In 1819, caffeine (IUPAC nomenclature: 1,3,7-trimethyl- 1H-purine- 2,6(3H,7H)-dione) was discovered by a German chemist, Friedrich Ferdinand Runge. It is a bitter white crystalline xanthine that acts as a psychoactive stimulant drug and a mild diuretic in humans and other animals. Caffeine, an odourless and slightly bitter alkaloid, is found in coffee, tea, kola nuts, ilex plants, and, in small amounts, in cocoa, where it acts as a natural pesticide that paralyzes and kills certain insects feeding on the plants. It is also known as guaranine when found in guarana, mateine when found in mate, and theine when found in tea; all of these names are synonyms for the same chemical compound. It is most commonly consumed by humans in infusions extracted from the cherries of the coffee plant and the leaves of the tea bush, as well as from various foods and drinks containing products derived from the kola nut. Other sources include yerba mate, guarana berries, and the Yaupon Holly.

Caffeine is absorbed rapidly into the bloodstream from the gastro-intestinal tract in human whenever consumed. It reaches maximum concentration in circulatory system within about an hour. The blood distributes it throughout the body. It even manages to pass through the blood-brain barrier.

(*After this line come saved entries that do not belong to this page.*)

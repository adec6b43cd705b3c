//! HTML front-end: book and loan listing plus the add / lend / return /
//! delete actions. Every action redirects back to `/` with a flash message.

use axum::{
	extract::{rejection::FormRejection, Path, State},
	http::StatusCode,
	response::{IntoResponse, Redirect, Response},
	routing::{get, post},
	Form, Router,
};
use base64::{engine::general_purpose::URL_SAFE_NO_PAD, Engine as _};
use maud::{html, Markup, DOCTYPE};
use tower_cookies::{Cookie, CookieManagerLayer, Cookies};
use tower_http::trace::TraceLayer;

use crate::error::{LibraryError, ValidationError};
use crate::store::Library;
use crate::types::{Author, Bid, Book, CheckoutForm, Lid, LoanEntry, NewBookForm};

pub const FLASH_COOKIE: &str = "flash";

const STYLE: &str = r#"
body { font-family: sans-serif; margin: 2em; }
table { border-collapse: collapse; margin-bottom: 2em; }
td, th { border: 1px solid #ccc; padding: .3em .6em; }
.flash { padding: .6em; margin-bottom: 1em; }
.success { background: #d4edda; }
.warning { background: #fff3cd; }
.danger { background: #f8d7da; }
form.inline { display: inline; }
"#;

pub fn router(library: Library) -> Router {
	Router::new()
		.route("/", get(index))
		.route("/healthz", get(healthz))
		.route("/book/add", post(add_book))
		.route("/book/checkout/:id", post(checkout_book))
		.route("/loan/return/:id", post(return_book))
		.route("/book/delete/:id", post(delete_book))
		.layer(CookieManagerLayer::new())
		.layer(TraceLayer::new_for_http())
		.with_state(library)
}

#[derive(Debug, Clone, Copy, PartialEq, Eq)]
pub enum FlashKind {
	Success,
	Warning,
	Danger,
}

impl FlashKind {
	pub fn as_str(self) -> &'static str {
		match self {
			FlashKind::Success => "success",
			FlashKind::Warning => "warning",
			FlashKind::Danger => "danger",
		}
	}

	fn parse(raw: &str) -> Option<Self> {
		match raw {
			"success" => Some(FlashKind::Success),
			"warning" => Some(FlashKind::Warning),
			"danger" => Some(FlashKind::Danger),
			_ => None,
		}
	}
}

/// One-shot message carried across the redirect in a cookie.
#[derive(Debug, Clone, PartialEq, Eq)]
pub struct Flash {
	pub kind: FlashKind,
	pub message: String,
}

impl Flash {
	pub fn success(message: impl Into<String>) -> Self {
		Flash { kind: FlashKind::Success, message: message.into() }
	}

	/// Running out of copies is only a warning; any other failure is shown
	/// as an error.
	pub fn from_error(err: &LibraryError) -> Self {
		let kind = match err {
			LibraryError::OutOfStock { .. } => FlashKind::Warning,
			_ => FlashKind::Danger,
		};
		if err.is_business_rule() {
			tracing::warn!(error = %err, "request rejected");
		} else {
			tracing::error!(error = %err, "request failed");
		}
		Flash { kind, message: err.to_string() }
	}

	// base64 keeps ';', ',' and quotes in messages out of the cookie value
	pub fn encode(&self) -> String {
		URL_SAFE_NO_PAD.encode(format!("{}\n{}", self.kind.as_str(), self.message))
	}

	pub fn decode(raw: &str) -> Option<Self> {
		let bytes = URL_SAFE_NO_PAD.decode(raw).ok()?;
		let text = String::from_utf8(bytes).ok()?;
		let (kind, message) = text.split_once('\n')?;
		Some(Flash { kind: FlashKind::parse(kind)?, message: message.to_owned() })
	}
}

fn set_flash(cookies: &Cookies, flash: Flash) {
	cookies.add(
		Cookie::build((FLASH_COOKIE, flash.encode()))
			.path("/")
			.http_only(true)
			.into(),
	);
}

fn take_flash(cookies: &Cookies) -> Option<Flash> {
	let raw = cookies.get(FLASH_COOKIE)?;
	cookies.remove(Cookie::build(FLASH_COOKIE).path("/").into());
	Flash::decode(raw.value())
}

fn finish<T>(cookies: &Cookies, result: Result<T, LibraryError>, ok: impl FnOnce(T) -> String) -> Redirect {
	let flash = match result {
		Ok(value) => Flash::success(ok(value)),
		Err(e) => Flash::from_error(&e),
	};
	set_flash(cookies, flash);
	Redirect::to("/")
}

// undecodable bodies (blank or non-numeric fields) go through the flash too
fn form_input<T>(form: Result<Form<T>, FormRejection>) -> Result<T, LibraryError> {
	form.map(|Form(value)| value).map_err(|rejection| {
		ValidationError::Malformed { field: "form", value: rejection.body_text() }.into()
	})
}

/// A page that could not be built at all.
#[derive(Debug)]
pub struct WebError(LibraryError);

impl From<LibraryError> for WebError {
	fn from(e: LibraryError) -> Self {
		WebError(e)
	}
}

impl IntoResponse for WebError {
	fn into_response(self) -> Response {
		tracing::error!(error = %self.0, "page failed");
		let status = match self.0 {
			LibraryError::Connection(_) => StatusCode::SERVICE_UNAVAILABLE,
			_ => StatusCode::INTERNAL_SERVER_ERROR,
		};
		let body = layout(html! {
			div class="flash danger" { "The library is unavailable right now: " (self.0) }
		});
		(status, body).into_response()
	}
}

async fn index(State(library): State<Library>, cookies: Cookies) -> Result<Markup, WebError> {
	let books = library.books().list().await?;
	let loans = library.loans().list().await?;
	let authors = library.authors().list().await?;
	let flash = take_flash(&cookies);

	Ok(index_page(flash.as_ref(), &books, &loans, &authors))
}

async fn healthz(State(library): State<Library>) -> Response {
	match library.test_connection().await {
		Ok(version) => (StatusCode::OK, version).into_response(),
		Err(e) => {
			tracing::error!(error = %e, "health check failed");
			(StatusCode::SERVICE_UNAVAILABLE, e.to_string()).into_response()
		}
	}
}

async fn add_book(
	State(library): State<Library>,
	cookies: Cookies,
	form: Result<Form<NewBookForm>, FormRejection>,
) -> Redirect {
	let result = match form_input(form) {
		Ok(form) if form.copies <= 0 => Err(ValidationError::NotPositive { field: "copies" }.into()),
		Ok(form) => library.books().insert(&form.into_new_book()).await,
		Err(e) => Err(e),
	};
	finish(&cookies, result, |id| format!("Book added (id {id})."))
}

async fn checkout_book(
	State(library): State<Library>,
	cookies: Cookies,
	Path(book_id): Path<Bid>,
	form: Result<Form<CheckoutForm>, FormRejection>,
) -> Redirect {
	let result = match form_input(form) {
		Ok(form) => library.loans().checkout(book_id, &form.borrower_name).await,
		Err(e) => Err(e),
	};
	finish(&cookies, result, |loan| format!("Book lent to {}.", loan.borrower_name))
}

async fn return_book(
	State(library): State<Library>,
	cookies: Cookies,
	Path(loan_id): Path<Lid>,
) -> Redirect {
	let result = library.loans().return_loan(loan_id).await;
	finish(&cookies, result, |_| "Book returned.".to_string())
}

async fn delete_book(
	State(library): State<Library>,
	cookies: Cookies,
	Path(book_id): Path<Bid>,
) -> Redirect {
	let result = library.books().remove(book_id).await;
	finish(&cookies, result, |_| "Book deleted.".to_string())
}

fn layout(content: Markup) -> Markup {
	html! {
		(DOCTYPE)
		html {
			head {
				meta charset="utf-8";
				title { "libdesk" }
				style { (STYLE) }
			}
			body {
				h1 { "Library" }
				(content)
			}
		}
	}
}

fn index_page(flash: Option<&Flash>, books: &[Book], loans: &[LoanEntry], authors: &[Author]) -> Markup {
	layout(html! {
		@if let Some(flash) = flash {
			div class={ "flash " (flash.kind.as_str()) } { (flash.message) }
		}

		h2 { "Books" }
		table {
			thead { tr {
				th { "Title" }
				th { "Author" }
				th { "Genre" }
				th { "Available" }
				th { "Lend" }
				th {}
			} }
			tbody {
				@for book in books {
					tr {
						td { (book.title) }
						td { (book.author_name) }
						td { (book.genre) }
						td { (book.available_copies) " / " (book.total_copies) }
						td {
							@if book.available_copies > 0 {
								form.inline method="post" action={ "/book/checkout/" (book.id) } {
									input name="borrower_name" placeholder="borrower" required;
									button { "Lend" }
								}
							} @else {
								"none left"
							}
						}
						td {
							form.inline method="post" action={ "/book/delete/" (book.id) } {
								button { "Delete" }
							}
						}
					}
				}
			}
		}

		h2 { "Loans" }
		table {
			thead { tr {
				th { "Book" }
				th { "Borrower" }
				th { "Since" }
				th {}
			} }
			tbody {
				@for loan in loans {
					tr {
						td { (loan.title) }
						td { (loan.borrower_name) }
						td { (loan.checkout_date.format("%d/%m/%Y")) }
						td {
							form.inline method="post" action={ "/loan/return/" (loan.id) } {
								button { "Return" }
							}
						}
					}
				}
			}
		}

		h2 { "Add a book" }
		@if authors.is_empty() {
			p { "Register an author first." }
		} @else {
			form method="post" action="/book/add" {
				input name="title" placeholder="title" required;
				select name="author_id" {
					@for author in authors {
						option value=(author.id) { (author.name) }
					}
				}
				input name="genre" placeholder="genre" required;
				input name="copies" type="number" min="1" value="1" required;
				input name="price" type="number" min="0" step="0.01" placeholder="price";
				input name="publication_year" type="number" placeholder="year";
				button { "Add" }
			}
		}
	})
}

#[cfg(test)]
mod tests {
	use super::*;

	#[test]
	fn flash_survives_cookie_encoding() {
		let flash = Flash {
			kind: FlashKind::Warning,
			message: "no copies; try \"later\", please".into(),
		};
		let encoded = flash.encode();
		assert!(!encoded.contains(';'));
		assert!(!encoded.contains('"'));
		assert_eq!(Flash::decode(&encoded), Some(flash));
	}

	#[test]
	fn garbage_flash_is_ignored() {
		assert_eq!(Flash::decode("not base64!"), None);
		assert_eq!(Flash::decode(&URL_SAFE_NO_PAD.encode("bogus\nmessage")), None);
	}

	#[test]
	fn out_of_stock_is_a_warning() {
		let flash = Flash::from_error(&LibraryError::OutOfStock { book_id: 3 });
		assert_eq!(flash.kind, FlashKind::Warning);

		let flash = Flash::from_error(&LibraryError::NotFound { resource: "loan", id: 9 });
		assert_eq!(flash.kind, FlashKind::Danger);
		assert_eq!(flash.message, "loan 9 not found");
	}

	#[test]
	fn sold_out_books_have_no_lend_form() {
		let book = Book {
			id: 7,
			title: "Iracema".into(),
			author_id: 1,
			author_name: "José de Alencar".into(),
			genre: "Novel".into(),
			publication_year: Some(1865),
			price: 20.0,
			total_copies: 1,
			available_copies: 0,
		};
		let page = index_page(None, &[book], &[], &[]).into_string();
		assert!(page.contains("Iracema"));
		assert!(page.contains("none left"));
		assert!(!page.contains("/book/checkout/7"));
		assert!(page.contains("Register an author first."));
	}
}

Early experiments showed that low concentrations of caffeine may produce small decreases in heart rate in human, whereas higher concentrations may make the heart beat abnormally fast. In the brain it constricts the cerebral blood vessels. If one is used to drinking several cups of coffee a day but quit drinking later, those blood vessels will dilate, maybe enough to give that person a powerful headache. It is one of the best known withdrawal symptoms.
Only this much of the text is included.